Are Banks Really on the Mend?

You can rest easy today… the financial crisis is over.

CIT Group, the new epicenter of systemic financial risk, got thrown a lifeline this week from its bondholders. As we reported Friday (link), the company needed $3 billion — fast — in order to stay afloat. It was rightfully denied a government bailout, but was able to strike a last-minute deal with holders of its debt. Of course, the market rejoiced… the S&P 500 rose 1.1% yesterday largely on the news.

But again, we’re calling the market’s bluff. Anybody read the fine print of this deal? The loan was secured by “substantially all unencumbered assets.” That lawyer talk means CIT will have no collateral left over for a similar deal in the future. What’s more, the company will have to pay 13% annually on the $3 billion loan… no small order.

But most importantly, the whole deal is an ugly microcosm of 2008-2009. No problem has actually been fixed at CIT. The business still finances loans to tens of thousands of small businesses by borrowing from the credit market. CIT’s business model is still broken. They are still massively in debt. All they’ve done is create another liability.

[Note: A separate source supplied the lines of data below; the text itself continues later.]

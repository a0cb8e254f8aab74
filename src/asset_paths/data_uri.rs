use std::fs;
use std::path::Path;

use base64::{Engine as _, engine::general_purpose};

use crate::error::{ManifestError, ManifestResult};

/// MIME type for a file extension, with or without the leading dot.
pub fn mime_for_extension(extension: &str) -> &'static str {
    match extension.trim_start_matches('.').to_lowercase().as_str() {
        "png" => "image/png",
        "jpg" | "jpeg" => "image/jpeg",
        "gif" => "image/gif",
        "svg" => "image/svg+xml",
        _ => "application/octet-stream",
    }
}

/// Format `payload` as a base64 `data:` URI.
pub fn encode_data_uri(mime: &str, payload: &[u8]) -> String {
    format!(
        "data:{mime};base64,{}",
        general_purpose::STANDARD.encode(payload)
    )
}

/// Read `path` and inline it as a data URI typed by `extension`.
pub fn inline_data_uri(path: &Path, extension: &str) -> ManifestResult<String> {
    let payload = fs::read(path).map_err(|err| ManifestError::unreadable(path, err))?;
    Ok(encode_data_uri(mime_for_extension(extension), &payload))
}
//! Serialise a [`Manifest`] into the JavaScript file consumed by the UI and its tests.
//!
//! Two strategies share the [`Emitter`] interface: [`FullFileEmitter`] renders a complete
//! replacement script, [`PatchEmitter`] rewrites named blocks of an existing one. Either way
//! the result is rendered entirely in memory and only then handed to [`write_output`].

mod full_file;
mod patch;

use std::fs;
use std::path::Path;

use tracing::info;

use crate::error::{ManifestError, ManifestResult};
use crate::models::{Manifest, ReferenceMap};

pub use full_file::FullFileEmitter;
pub use patch::PatchEmitter;

/// Renders the complete contents of the target file.
pub trait Emitter {
    /// Produce the new file contents for `manifest`.
    fn render(&self, manifest: &Manifest) -> ManifestResult<String>;
}

/// Two-space indented JSON object literal in the map's own order.
pub fn render_table(table: &ReferenceMap) -> ManifestResult<String> {
    Ok(serde_json::to_string_pretty(table)?)
}

/// Write fully rendered `contents` to `path` in one call, creating parent directories.
pub fn write_output(path: &Path, contents: &str) -> ManifestResult<()> {
    if let Some(parent) = path.parent() {
        fs::create_dir_all(parent)
            .map_err(|err| ManifestError::io("failed to create directory for", path, err))?;
    }
    fs::write(path, contents).map_err(|err| ManifestError::io("failed to write", path, err))?;
    info!(path = %path.display(), bytes = contents.len(), "wrote asset lookup script");
    Ok(())
}
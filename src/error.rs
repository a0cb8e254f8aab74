//! Error taxonomy shared by every stage of a generation run.

use std::fmt;
use std::io;
use std::path::PathBuf;

use crate::models::TableKind;

/// Result alias used across the crate.
pub type ManifestResult<T> = Result<T, ManifestError>;

/// A logo that was listed in the logo table but could not be found on disk.
#[derive(Debug, Clone, PartialEq, Eq)]
pub struct MissingLogo {
    /// Label the logo is published under.
    pub label: String,
    /// Path where the logo was expected.
    pub path: PathBuf,
}

impl fmt::Display for MissingLogo {
    fn fmt(&self, f: &mut fmt::Formatter<'_>) -> fmt::Result {
        write!(f, "  - {}: {}", self.label, self.path.display())
    }
}

/// Every way a generation run can fail. All variants are fatal.
#[derive(thiserror::Error, Debug)]
pub enum ManifestError {
    /// None of the configured roots produced a usable asset.
    #[error("no icon assets found under {}; check the configured icon directories", join_paths(.roots))]
    EmptyAssetSet {
        /// Roots that were scanned.
        roots: Vec<PathBuf>,
    },

    /// The required category directory produced no assets.
    #[error("no assets found in required directory {}", .category.display())]
    MissingRequiredCategory {
        /// Directory that had to contribute at least one asset.
        category: PathBuf,
    },

    /// An asset was discovered or listed but could not be read.
    #[error("failed to read asset {}: {source}", .path.display())]
    AssetUnreadable {
        /// Offending file.
        path: PathBuf,
        /// Underlying I/O failure.
        source: io::Error,
    },

    /// An asset path does not live under the root URLs are made relative to.
    #[error("asset {} is not inside {}", .path.display(), .root.display())]
    OutsideRoot {
        /// Offending file.
        path: PathBuf,
        /// Root the URL was to be relative to.
        root: PathBuf,
    },

    /// Directory traversal failed inside an existing root.
    #[error("failed to scan {}: {source}", .root.display())]
    ScanFailed {
        /// Root being walked.
        root: PathBuf,
        /// Underlying traversal failure.
        source: walkdir::Error,
    },

    /// One or more logos are missing. Lists all of them.
    #[error("Missing logo assets:\n{}", join_lines(.missing))]
    MissingLogoAssets {
        /// Every missing logo, in table order.
        missing: Vec<MissingLogo>,
    },

    /// Patch mode found zero or several candidate blocks.
    #[error("expected exactly one `{global}` block in {}, found {found}", .path.display())]
    BlockNotFound {
        /// Global the block assigns to.
        global: String,
        /// File that was searched.
        path: PathBuf,
        /// Number of matches.
        found: usize,
    },

    /// A patch target refers to a table the run did not build.
    #[error("table `{0}` was not built in this run")]
    TableNotBuilt(TableKind),

    /// The configuration file exists but could not be parsed.
    #[error("invalid configuration in {}: {source}", .path.display())]
    InvalidConfig {
        /// Configuration file.
        path: PathBuf,
        /// Parse failure.
        source: serde_json::Error,
    },

    /// A table could not be serialised.
    #[error("failed to serialise manifest: {0}")]
    Serialize(#[from] serde_json::Error),

    /// Reading or writing the target file failed.
    #[error("{action} {}: {source}", .path.display())]
    Io {
        /// What was being attempted.
        action: &'static str,
        /// File involved.
        path: PathBuf,
        /// Underlying I/O failure.
        source: io::Error,
    },
}

impl ManifestError {
    pub(crate) fn unreadable(path: impl Into<PathBuf>, source: io::Error) -> Self {
        Self::AssetUnreadable {
            path: path.into(),
            source,
        }
    }

    pub(crate) fn io(action: &'static str, path: impl Into<PathBuf>, source: io::Error) -> Self {
        Self::Io {
            action,
            path: path.into(),
            source,
        }
    }
}

fn join_paths(paths: &[PathBuf]) -> String {
    paths
        .iter()
        .map(|path| path.display().to_string())
        .collect::<Vec<_>>()
        .join(", ")
}

fn join_lines(missing: &[MissingLogo]) -> String {
    missing
        .iter()
        .map(ToString::to_string)
        .collect::<Vec<_>>()
        .join("\n")
}
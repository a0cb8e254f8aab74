use std::fs;
use std::ops::Range;
use std::path::{Path, PathBuf};

use regex::Regex;
use tracing::debug;

use crate::config::PatchBlock;
use crate::emit::{Emitter, render_table};
use crate::error::{ManifestError, ManifestResult};
use crate::models::Manifest;

/// Rewrites `window.<GLOBAL> = {...};` blocks inside an existing script.
///
/// Everything outside the matched blocks is preserved byte for byte. Each block has to match
/// exactly once; the counts are checked for every block before anything is substituted.
#[derive(Debug, Clone)]
pub struct PatchEmitter {
    path: PathBuf,
    original: String,
    blocks: Vec<PatchBlock>,
}

impl PatchEmitter {
    /// Wrap already loaded file contents.
    pub fn new(path: impl Into<PathBuf>, original: String, blocks: Vec<PatchBlock>) -> Self {
        Self {
            path: path.into(),
            original,
            blocks,
        }
    }

    /// Read the target file that will be patched.
    pub fn load(path: &Path, blocks: Vec<PatchBlock>) -> ManifestResult<Self> {
        let original = fs::read_to_string(path)
            .map_err(|err| ManifestError::io("failed to read patch target", path, err))?;
        Ok(Self::new(path, original, blocks))
    }

    fn locate(&self, global: &str) -> ManifestResult<(Range<usize>, String)> {
        let pattern = block_pattern(global);
        let matches: Vec<_> = pattern.captures_iter(&self.original).collect();

        let [captures] = matches.as_slice() else {
            return Err(self.not_found(global, matches.len()));
        };
        let (Some(whole), Some(head)) = (captures.get(0), captures.name("head")) else {
            return Err(self.not_found(global, 0));
        };

        Ok((whole.range(), head.as_str().to_string()))
    }

    fn not_found(&self, global: &str, found: usize) -> ManifestError {
        ManifestError::BlockNotFound {
            global: global.to_string(),
            path: self.path.clone(),
            found,
        }
    }
}

impl Emitter for PatchEmitter {
    fn render(&self, manifest: &Manifest) -> ManifestResult<String> {
        let mut replacements = Vec::with_capacity(self.blocks.len());
        for block in &self.blocks {
            let table = manifest
                .table(block.table)
                .ok_or(ManifestError::TableNotBuilt(block.table))?;
            let (span, head) = self.locate(&block.global)?;
            debug!(global = %block.global, start = span.start, end = span.end, "located block");
            replacements.push((span, format!("{head}{};", render_table(table)?), &block.global));
        }

        replacements.sort_by_key(|(span, _, _)| span.start);
        for pair in replacements.windows(2) {
            if pair[0].0.end > pair[1].0.start {
                return Err(self.not_found(pair[1].2, 2));
            }
        }

        let mut patched = String::with_capacity(self.original.len());
        let mut cursor = 0;
        for (span, text, _) in &replacements {
            patched.push_str(&self.original[cursor..span.start]);
            patched.push_str(text);
            cursor = span.end;
        }
        patched.push_str(&self.original[cursor..]);

        Ok(patched)
    }
}

/// The object either closes right away (`{}`) or on a line of its own, which is how
/// [`render_table`] ends every non-empty table. A `};` inside a quoted key never starts a line.
fn block_pattern(global: &str) -> Regex {
    Regex::new(&format!(
        r"(?sm)(?P<head>\b(?:window|globalThis)\.{}\s*=\s*)\{{(?:\}}|.*?^\}});",
        regex::escape(global)
    ))
    .expect("invalid block regex")
}

#[cfg(test)]
mod tests {
    use super::*;
    use crate::emit::test_support::extract_literal;
    use crate::models::{ReferenceMap, TableKind};
    use tempfile::tempdir;

    const HEADER: &str = "// Asset lookups\nconst helper = () => 1;\n";
    const FOOTER: &str = "\nfunction lookup(name) {\n  return window.__ICON_DATA__[name];\n}\n";

    fn icons_block() -> Vec<PatchBlock> {
        vec![PatchBlock {
            global: "__ICON_DATA__".into(),
            table: TableKind::Icons,
        }]
    }

    fn manifest() -> Manifest {
        Manifest {
            icons: ReferenceMap::from_unsorted(vec![
                ("b.png".into(), "Pictograms/b.png".into()),
                ("A.svg".into(), "Pictograms/A.svg".into()),
            ]),
            icons_inline: None,
            logos: ReferenceMap::default(),
        }
    }

    #[test]
    fn replaces_only_the_matched_block() {
        let original = format!(
            "{HEADER}window.__ICON_DATA__ = {{\n  \"old.png\": \"data:image/png;base64,AAAA\"\n}};{FOOTER}"
        );
        let emitter = PatchEmitter::new("assets.js", original.clone(), icons_block());

        let patched = emitter.render(&manifest()).unwrap();
        assert!(patched.starts_with(&format!("{HEADER}window.__ICON_DATA__ = {{\n")));
        assert!(patched.ends_with(&format!("}};{FOOTER}")));
        assert!(!patched.contains("old.png"));

        let parsed = extract_literal(&patched, "window.__ICON_DATA__ = ");
        assert_eq!(parsed, manifest().icons);
    }

    #[test]
    fn keeps_the_original_assignment_head() {
        let original = "globalThis.__ICON_DATA__={};\n".to_string();
        let emitter = PatchEmitter::new("assets.js", original, icons_block());
        let patched = emitter.render(&manifest()).unwrap();
        assert!(patched.starts_with("globalThis.__ICON_DATA__={\n  \"A.svg\""));
        assert!(patched.ends_with("};\n"));
    }

    #[test]
    fn does_not_confuse_similarly_named_globals() {
        let original =
            "window.__ICON_DATA_URIS__ = {};\nwindow.__ICON_DATA__ = {};\n".to_string();
        let emitter = PatchEmitter::new("assets.js", original, icons_block());
        let patched = emitter.render(&manifest()).unwrap();
        assert!(patched.starts_with("window.__ICON_DATA_URIS__ = {};\n"));
    }

    #[test]
    fn zero_or_two_blocks_are_rejected() {
        let none = PatchEmitter::new("assets.js", "const x = 1;\n".into(), icons_block());
        let err = none.render(&manifest()).unwrap_err();
        assert!(matches!(err, ManifestError::BlockNotFound { found: 0, .. }));

        let twice = PatchEmitter::new(
            "assets.js",
            "window.__ICON_DATA__ = {};\nwindow.__ICON_DATA__ = {};\n".into(),
            icons_block(),
        );
        let err = twice.render(&manifest()).unwrap_err();
        assert!(matches!(err, ManifestError::BlockNotFound { found: 2, .. }));
    }

    #[test]
    fn requires_the_referenced_table() {
        let emitter = PatchEmitter::new(
            "assets.js",
            "window.__ICON_DATA_URIS__ = {};\n".into(),
            vec![PatchBlock {
                global: "__ICON_DATA_URIS__".into(),
                table: TableKind::IconsInline,
            }],
        );
        let err = emitter.render(&manifest()).unwrap_err();
        assert!(matches!(err, ManifestError::TableNotBuilt(TableKind::IconsInline)));
    }

    #[test]
    fn patches_several_blocks_in_one_pass() {
        let original = "window.__LOGO_DATA__ = {};\n// keep\nwindow.__ICON_DATA__ = {};\n";
        let mut blocks = icons_block();
        blocks.push(PatchBlock {
            global: "__LOGO_DATA__".into(),
            table: TableKind::Logos,
        });
        let emitter = PatchEmitter::new("assets.js", original.into(), blocks);

        let patched = emitter.render(&manifest()).unwrap();
        assert!(patched.starts_with("window.__LOGO_DATA__ = {};\n// keep\nwindow.__ICON_DATA__ = {\n"));
    }

    #[test]
    fn brace_in_a_key_does_not_end_the_block() {
        let manifest = Manifest {
            icons: ReferenceMap::from_unsorted(vec![
                ("x};.svg".into(), "Pictograms/x%7D%3B.svg".into()),
                ("z.png".into(), "Pictograms/z.png".into()),
            ]),
            icons_inline: None,
            logos: ReferenceMap::default(),
        };

        let original = format!("{HEADER}window.__ICON_DATA__ = {{}};{FOOTER}");
        let first = PatchEmitter::new("assets.js", original, icons_block())
            .render(&manifest)
            .unwrap();
        let second = PatchEmitter::new("assets.js", first.clone(), icons_block())
            .render(&manifest)
            .unwrap();

        assert_eq!(second, first);
        assert!(second.ends_with(&format!("\n}};{FOOTER}")));
        assert_eq!(
            extract_literal(&second, "window.__ICON_DATA__ = "),
            manifest.icons
        );
    }

    #[test]
    fn load_reads_the_target_file() {
        let dir = tempdir().unwrap();
        let path = dir.path().join("assets.js");
        fs::write(&path, "window.__ICON_DATA__ = {};\n").unwrap();

        let emitter = PatchEmitter::load(&path, icons_block()).unwrap();
        assert!(emitter.render(&manifest()).unwrap().contains("\"b.png\""));

        let err = PatchEmitter::load(&dir.path().join("missing.js"), icons_block()).unwrap_err();
        assert!(matches!(err, ManifestError::Io { .. }));
    }
}
//! Resolution of the fixed logo table.

use std::path::PathBuf;

use serde::Deserialize;

use crate::asset_paths::{Encoding, ReferenceResolver};
use crate::error::{ManifestError, ManifestResult, MissingLogo};
use crate::models::{ReferenceAccumulator, ReferenceMap};

/// One labelled logo and where it must live.
#[derive(Debug, Clone, PartialEq, Eq, Deserialize)]
pub struct LogoSource {
    /// Label the logo is published under.
    pub label: String,
    /// Required file.
    pub path: PathBuf,
}

/// Ordered, read-only table of required logos.
#[derive(Debug, Clone, Default, PartialEq, Eq)]
pub struct LogoSpec {
    sources: Vec<LogoSource>,
}

impl LogoSpec {
    /// Build the table from its sources.
    pub fn new(sources: impl IntoIterator<Item = LogoSource>) -> Self {
        Self {
            sources: sources.into_iter().collect(),
        }
    }

    /// Number of logos.
    pub fn len(&self) -> usize {
        self.sources.len()
    }

    /// Whether the table is empty.
    pub fn is_empty(&self) -> bool {
        self.sources.is_empty()
    }

    /// Sources in table order.
    pub fn iter(&self) -> impl Iterator<Item = &LogoSource> {
        self.sources.iter()
    }
}

/// Resolve every logo, failing with the complete list of missing files if any are absent.
pub fn resolve_logos(
    spec: &LogoSpec,
    resolver: &ReferenceResolver,
    encoding: Encoding,
) -> ManifestResult<ReferenceMap> {
    let missing: Vec<MissingLogo> = spec
        .iter()
        .filter(|source| !source.path.is_file())
        .map(|source| MissingLogo {
            label: source.label.clone(),
            path: source.path.clone(),
        })
        .collect();

    if !missing.is_empty() {
        return Err(ManifestError::MissingLogoAssets { missing });
    }

    let mut logos = ReferenceAccumulator::new();
    for source in spec.iter() {
        let reference = resolver.resolve(&source.path, encoding)?;
        logos.insert_first(&source.label, reference);
    }

    Ok(logos.into_sorted())
}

(Just as we were about to publish today, CIT filed a warning with the SEC, saying that their bondholder rescue might not keep them out of bankruptcy. Wouldn’t you know it – they’ve got more bills coming due! On August 17th they’ll have to cough up another $1 billion. And so the madness continues.…)

Nevertheless, coupled with the recent earnings surprises from JP Morgan, Goldman Sachs and Citi, “investors were encouraged to see that the financial sector can take care of itself, without government bailout funds,” as CNN put it. Heh… right.

“Anyone who takes this as evidence of a recovering economy should work for the government,” sneers Bill Bonner. “Only a government economist or a mental defective (excuse us for being redundant) could believe that genuine prosperity can be built on a foundation of speculating by large financial institutions. You can see why by asking a simple question: Whom were they trading against?

“The banks’ core business is actually getting worse! The core business of banking is lending to people who are capable of paying it back — out of earnings. If the borrower is counting on higher house prices… or higher stock prices… to allow him to refinance on better terms, the lender is asking for trouble. Prices may go up… or they may go down. And if they go down, down goes the lender’s collateral too… and his hope of getting repaid.

“The banks made big mistakes in the bubble years. And now they’re paying the price. But so far, they’ve only made the first installment payment. Subprime loans started going bad two years ago. Then, people began losing their jobs… and loans of all sorts were in trouble.

“There is no sign that this process is over. Instead, it is merely proceeding in good order… just as you’d expect.”